**WHAT YOU ARE ASKED TO DO:**
Would you please write out every record exactly?

**** RECORDS SUPPLIED

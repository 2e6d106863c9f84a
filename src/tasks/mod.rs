//! Background Tasks Module
//!
//! Contains background tasks owned by a cache engine.
//!
//! # Tasks
//! - Maintenance: purges expired entries and enforces the size bound while
//!   the cache has something to watch

mod maintenance;

pub use maintenance::MaintenanceReport;
pub(crate) use maintenance::{spawn_maintenance_task, Maintained};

********

**TASK RESPONSE:**
repository 2e6d106863c9f84a
filename src/tasks/mod.rs
//! Background Tasks Module
//!
//! Contains background tasks owned by a cache engine.
//!
//! # Tasks
//! - Maintenance: purges expired entries and enforces the size bound while
//!   the cache has something to watch

mod maintenance;

pub use maintenance::MaintenanceReport;
pub(crate) use maintenance::{spawn_maintenance_task, Maintained};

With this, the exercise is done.